[Records for this exercise]

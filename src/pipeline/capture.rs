//! Full-page capture for math-flagged pages.
//!
//! Capture runs after the flag passes have settled, so the set of expensive
//! renders is exactly the final positive set — pages that were never
//! flagged, or were demoted, are never rasterized. A failed render leaves
//! `page_image` empty and moves on.

use crate::config::LecternConfig;
use crate::document::PageRecord;
use crate::pipeline::encode;
use crate::source::Rasterizer;
use tracing::{debug, warn};

/// Attach a full-page PNG data URI to every page with
/// `has_math_content = true`. Returns the new page sequence.
pub fn capture_page_images<R: Rasterizer>(
    pages: Vec<PageRecord>,
    rasterizer: &R,
    config: &LecternConfig,
) -> Vec<PageRecord> {
    pages
        .into_iter()
        .map(|mut page| {
            if !page.has_math_content {
                return page;
            }
            match rasterizer
                .render_page(page.page_number, config.zoom)
                .and_then(|raster| encode::png_data_uri(&raster))
            {
                Ok(uri) => {
                    debug!(page = page.page_number, "captured page image");
                    page.page_image = Some(uri);
                }
                Err(e) => {
                    warn!(page = page.page_number, error = %e, "page capture failed; image omitted");
                }
            }
            page
        })
        .collect()
}

#[cfg(test)]
mod tests {
    use super::*;
    use crate::source::memory::MemorySource;

    fn page(n: u32, math: bool) -> PageRecord {
        PageRecord {
            page_number: n,
            title: format!("Page {n}"),
            content_lines: vec![],
            notes: String::new(),
            full_text: String::new(),
            has_math_content: math,
            page_image: None,
        }
    }

    #[test]
    fn only_flagged_pages_are_captured() {
        let source = MemorySource::new(vec![
            MemorySource::text_page("a"),
            MemorySource::text_page("b"),
        ]);
        let pages = capture_page_images(
            vec![page(1, false), page(2, true)],
            &source,
            &LecternConfig::default(),
        );
        assert!(pages[0].page_image.is_none());
        let uri = pages[1].page_image.as_ref().expect("flagged page captured");
        assert!(uri.starts_with("data:image/png;base64,"));
    }

    #[test]
    fn capture_failure_leaves_field_empty() {
        let source = MemorySource::new(vec![
            MemorySource::text_page("a"),
            MemorySource::text_page("b"),
        ])
        .with_failing_render(2);
        let pages = capture_page_images(
            vec![page(1, true), page(2, true)],
            &source,
            &LecternConfig::default(),
        );
        assert!(pages[0].page_image.is_some());
        assert!(pages[1].page_image.is_none());
        assert!(pages[1].has_math_content, "flag survives a failed capture");
    }
}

[/Records for this exercise]

▶ The task: The output should restate the data exactly, with no line missing.

▶ Response:
filename src/pipeline/capture.rs
//! Full-page capture for math-flagged pages.
//!
//! Capture runs after the flag passes have settled, so the set of expensive
//! renders is exactly the final positive set — pages that were never
//! flagged, or were demoted, are never rasterized. A failed render leaves
//! `page_image` empty and moves on.

use crate::config::LecternConfig;
use crate::document::PageRecord;
use crate::pipeline::encode;
use crate::source::Rasterizer;
use tracing::{debug, warn};

/// Attach a full-page PNG data URI to every page with
/// `has_math_content = true`. Returns the new page sequence.
pub fn capture_page_images<R: Rasterizer>(
    pages: Vec<PageRecord>,
    rasterizer: &R,
    config: &LecternConfig,
) -> Vec<PageRecord> {
    pages
        .into_iter()
        .map(|mut page| {
            if !page.has_math_content {
                return page;
            }
            match rasterizer
                .render_page(page.page_number, config.zoom)
                .and_then(|raster| encode::png_data_uri(&raster))
            {
                Ok(uri) => {
                    debug!(page = page.page_number, "captured page image");
                    page.page_image = Some(uri);
                }
                Err(e) => {
                    warn!(page = page.page_number, error = %e, "page capture failed; image omitted");
                }
            }
            page
        })
        .collect()
}

#[cfg(test)]
mod tests {
    use super::*;
    use crate::source::memory::MemorySource;

    fn page(n: u32, math: bool) -> PageRecord {
        PageRecord {
            page_number: n,
            title: format!("Page {n}"),
            content_lines: vec![],
            notes: String::new(),
            full_text: String::new(),
            has_math_content: math,
            page_image: None,
        }
    }

    #[test]
    fn only_flagged_pages_are_captured() {
        let source = MemorySource::new(vec![
            MemorySource::text_page("a"),
            MemorySource::text_page("b"),
        ]);
        let pages = capture_page_images(
            vec![page(1, false), page(2, true)],
            &source,
            &LecternConfig::default(),
        );
        assert!(pages[0].page_image.is_none());
        let uri = pages[1].page_image.as_ref().expect("flagged page captured");
        assert!(uri.starts_with("data:image/png;base64,"));
    }

    #[test]
    fn capture_failure_leaves_field_empty() {
        let source = MemorySource::new(vec![
            MemorySource::text_page("a"),
            MemorySource::text_page("b"),
        ])
        .with_failing_render(2);
        let pages = capture_page_images(
            vec![page(1, true), page(2, true)],
            &source,
            &LecternConfig::default(),
        );
        assert!(pages[0].page_image.is_some());
        assert!(pages[1].page_image.is_none());
        assert!(pages[1].has_math_content, "flag survives a failed capture");
    }
}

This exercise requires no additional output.